In Glidden et al. v. Hopkins, 47 Ill 526, this court held that such an order, where it did not express on its face the purpose for which it was drawn, was void, as being without authority.

In Newell v. School Directors, 68 Ill. 514, we held that a board of school directors had no authority to issue such an order payable at a future day, so as to cut off a defense against the order in the hands of a bona fide assignee for value before maturity.

In the former case it was said, the board of school directors, though a corporation, are possessed of certain specially defined powers, and can exercise no others, except such as result, by fair implication, from the powers granted. The statute certainly gives no such power to the board of school directors as to make acceptances of orders or bills of exchange. They had power to contract for the erection of, and provide for the payment for, this school house, but in order to the exercise of this power, it was not necessary that they should accept orders. Their mode of making provision for the payment of the work was prescribed by the statute, viz: to issue their own orders therefor on the township treasurer, not to assume obligations in respect thereof to third persons.

The acceptance of such orders is liable to create a conflict of interests and rights between third persons as to the money called for by the orders; to expose the directors to the risk of a double liability therefor, and thus endanger the school fund, and expose it to the hazard of the costs of litigation. There is danger, too, in such case, of being subjected to a liability as for a verbal acceptance, where none was intended. There was here no written acceptance of the order. Three previous similar orders in favor of appellant, appellee had arranged in the lawful mode, by giving its own orders on the township treasurer for the money. The one in question, the directors refused to thus settle, telling appellant that they had decided not to “pass anymore” orders until the building was completed; and yet, inasmuch as the order was retained in the directors’ hands, and they represented that there would be funds enough to “ pay everything up,” and appellant relied upon their paying the order, appellee is sought to be made liable as upon a verbal acceptance, when, upon completion of the building, from the insufficient performance of the contract, or delay in the time of its completion, none of the money represented by the order might be due and owing by appellee under the contract.

The accepting of orders respects alone the convenience and accommodation of third persons; it furthers no purpose of the school law, and subserves no interest of the school fund. The powers of school directors are very limited, and are specially defined. The path marked out by the statute is clear and safe. By following it, school directors will best protect the interest of the school fund.

We are of opinion that the school directors had no authority to bind the school district by the acceptance of the order in question, so as to create a right of action thereon in favor of appellant; and if otherwise, we should be inclined to hold that the court was warranted in finding, from the evidence, that there had been no acceptance of the order.

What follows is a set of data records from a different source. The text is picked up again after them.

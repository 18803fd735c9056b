#![cfg_attr(not(feature = "std"), no_std)]
use fp_evm::PrecompileHandle;
use frame_support::dispatch::{GetDispatchInfo, PostDispatchInfo};
use pallet_evm::AddressMapping;
use pallet_fitness_data::{Call as FitnessDataCall, Pallet as FitnessData};
use precompile_utils::{prelude::*, solidity};
use sp_core::{H160, U256};
use sp_runtime::traits::Dispatchable;
use sp_std::marker::PhantomData;

#[cfg(test)]
mod mock;

/// Solidity selector of the FitnessDataUpdated log, which is the Keccak of the Log signature.
pub const SELECTOR_LOG_FITNESS_DATA_UPDATED: [u8; 32] =
    keccak256!("FitnessDataUpdated(address,uint256)");

/// A precompile exposing pallet fitness data with the FitnessDataStorage contract interface.
pub struct FitnessDataPrecompile<Runtime>(PhantomData<Runtime>);

#[precompile_utils::precompile]
#[precompile::test_concrete_types(mock::Runtime)]
impl<Runtime> FitnessDataPrecompile<Runtime>
where
    Runtime: pallet_fitness_data::Config + pallet_evm::Config + frame_system::Config,
    Runtime::RuntimeCall: Dispatchable<PostInfo = PostDispatchInfo> + GetDispatchInfo,
    <Runtime::RuntimeCall as Dispatchable>::RuntimeOrigin: From<Option<Runtime::AccountId>>,
    Runtime::RuntimeCall: From<FitnessDataCall<Runtime>>,
    <Runtime as pallet_evm::Config>::AddressMapping: AddressMapping<Runtime::AccountId>,
{
    /// Store the caller's workout. Emits FitnessDataUpdated(caller, timestamp).
    #[precompile::public("setFitnessData(uint256,uint256,uint256,uint256,uint256,string)")]
    fn set_fitness_data(
        handle: &mut impl PrecompileHandle,
        steps: U256,
        running_distance: U256,
        calories_burned: U256,
        workout_duration: U256,
        heart_rate_avg: U256,
        name: UnboundedString,
    ) -> EvmResult {
        handle.record_log_costs_manual(2, 32)?;

        let caller = handle.context().caller;
        let who = Runtime::AddressMapping::into_account_id(caller);

        let call = FitnessDataCall::<Runtime>::set_fitness_data {
            steps,
            running_distance,
            calories_burned,
            workout_duration,
            heart_rate_avg,
            name: name.into(),
        };

        RuntimeHelper::<Runtime>::try_dispatch(handle, Some(who.clone()).into(), call)?;

        let timestamp = FitnessData::<Runtime>::get_last_update(&who);
        log2(
            handle.context().address,
            SELECTOR_LOG_FITNESS_DATA_UPDATED,
            caller,
            solidity::encode_event_data(U256::from(timestamp)),
        )
        .record(handle)?;

        Ok(())
    }

    #[precompile::public("getName(address)")]
    #[precompile::view]
    fn get_name(handle: &mut impl PrecompileHandle, account: Address) -> EvmResult<UnboundedString> {
        handle.record_cost(RuntimeHelper::<Runtime>::db_read_gas_cost())?;
        let who = account_id::<Runtime>(account);
        Ok(FitnessData::<Runtime>::get_name(&who).into())
    }

    #[precompile::public("getSteps(address)")]
    #[precompile::view]
    fn get_steps(handle: &mut impl PrecompileHandle, account: Address) -> EvmResult<U256> {
        handle.record_cost(RuntimeHelper::<Runtime>::db_read_gas_cost())?;
        let who = account_id::<Runtime>(account);
        Ok(FitnessData::<Runtime>::get_steps(&who))
    }

    #[precompile::public("getRunningDistance(address)")]
    #[precompile::view]
    fn get_running_distance(handle: &mut impl PrecompileHandle, account: Address) -> EvmResult<U256> {
        handle.record_cost(RuntimeHelper::<Runtime>::db_read_gas_cost())?;
        let who = account_id::<Runtime>(account);
        Ok(FitnessData::<Runtime>::get_running_distance(&who))
    }

    #[precompile::public("getCaloriesBurned(address)")]
    #[precompile::view]
    fn get_calories_burned(handle: &mut impl PrecompileHandle, account: Address) -> EvmResult<U256> {
        handle.record_cost(RuntimeHelper::<Runtime>::db_read_gas_cost())?;
        let who = account_id::<Runtime>(account);
        Ok(FitnessData::<Runtime>::get_calories_burned(&who))
    }

    #[precompile::public("getWorkoutDuration(address)")]
    #[precompile::view]
    fn get_workout_duration(handle: &mut impl PrecompileHandle, account: Address) -> EvmResult<U256> {
        handle.record_cost(RuntimeHelper::<Runtime>::db_read_gas_cost())?;
        let who = account_id::<Runtime>(account);
        Ok(FitnessData::<Runtime>::get_workout_duration(&who))
    }

    #[precompile::public("getHeartRateAvg(address)")]
    #[precompile::view]
    fn get_heart_rate_avg(handle: &mut impl PrecompileHandle, account: Address) -> EvmResult<U256> {
        handle.record_cost(RuntimeHelper::<Runtime>::db_read_gas_cost())?;
        let who = account_id::<Runtime>(account);
        Ok(FitnessData::<Runtime>::get_heart_rate_avg(&who))
    }

    #[precompile::public("getTotalWorkouts(address)")]
    #[precompile::view]
    fn get_total_workouts(handle: &mut impl PrecompileHandle, account: Address) -> EvmResult<U256> {
        handle.record_cost(RuntimeHelper::<Runtime>::db_read_gas_cost())?;
        let who = account_id::<Runtime>(account);
        Ok(FitnessData::<Runtime>::get_total_workouts(&who).into())
    }

    #[precompile::public("getLastUpdate(address)")]
    #[precompile::view]
    fn get_last_update(handle: &mut impl PrecompileHandle, account: Address) -> EvmResult<U256> {
        handle.record_cost(RuntimeHelper::<Runtime>::db_read_gas_cost())?;
        let who = account_id::<Runtime>(account);
        Ok(FitnessData::<Runtime>::get_last_update(&who).into())
    }

    // Fields in the order of the FitnessDataStorage ABI:
    // name, steps, runningDistance, caloriesBurned, workoutDuration,
    // heartRateAvg, totalWorkouts, lastUpdate
    #[precompile::public("getAllFitnessData(address)")]
    #[precompile::view]
    fn get_all_fitness_data(
        handle: &mut impl PrecompileHandle,
        account: Address,
    ) -> EvmResult<(UnboundedString, U256, U256, U256, U256, U256, U256, U256)> {
        handle.record_cost(RuntimeHelper::<Runtime>::db_read_gas_cost())?;
        let who = account_id::<Runtime>(account);
        let record = FitnessData::<Runtime>::get_all_fitness_data(&who);

        Ok((
            record.name.into(),
            record.steps,
            record.running_distance,
            record.calories_burned,
            record.workout_duration,
            record.heart_rate_avg,
            record.total_workouts.into(),
            record.last_update.into(),
        ))
    }

    #[precompile::public("hasFitnessData(address)")]
    #[precompile::view]
    fn has_fitness_data(handle: &mut impl PrecompileHandle, account: Address) -> EvmResult<bool> {
        handle.record_cost(RuntimeHelper::<Runtime>::db_read_gas_cost())?;
        let who = account_id::<Runtime>(account);
        Ok(FitnessData::<Runtime>::has_fitness_data(&who))
    }

    #[precompile::public("protocolId()")]
    #[precompile::view]
    fn protocol_id(_handle: &mut impl PrecompileHandle) -> EvmResult<U256> {
        Ok(FitnessData::<Runtime>::protocol_id().into())
    }
}

fn account_id<Runtime>(address: Address) -> Runtime::AccountId
where
    Runtime: pallet_evm::Config + frame_system::Config,
    <Runtime as pallet_evm::Config>::AddressMapping: AddressMapping<Runtime::AccountId>,
{
    let owner: H160 = address.into();
    Runtime::AddressMapping::into_account_id(owner)
}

But it is insisted that, if there be no liability on the order, there would he one under the common counts which are contained in the declaration, as the school district received the benefit of the lumber for which the order was given.

In order to establish such a liability, the lumber should have been sold to the directors. But it was sold to Phillips & Bro. for the school house, and not to the directors. They never ordered or contracted with appellant for the lumber, and Phillips & Bro. alone are liable for it. If it went into the school house, it was as the lumber of Phillips and Bro., and the board of directors would be bound to pay them for it, but not appellant.

The judgment will be affirmed.

Judgment affirmed.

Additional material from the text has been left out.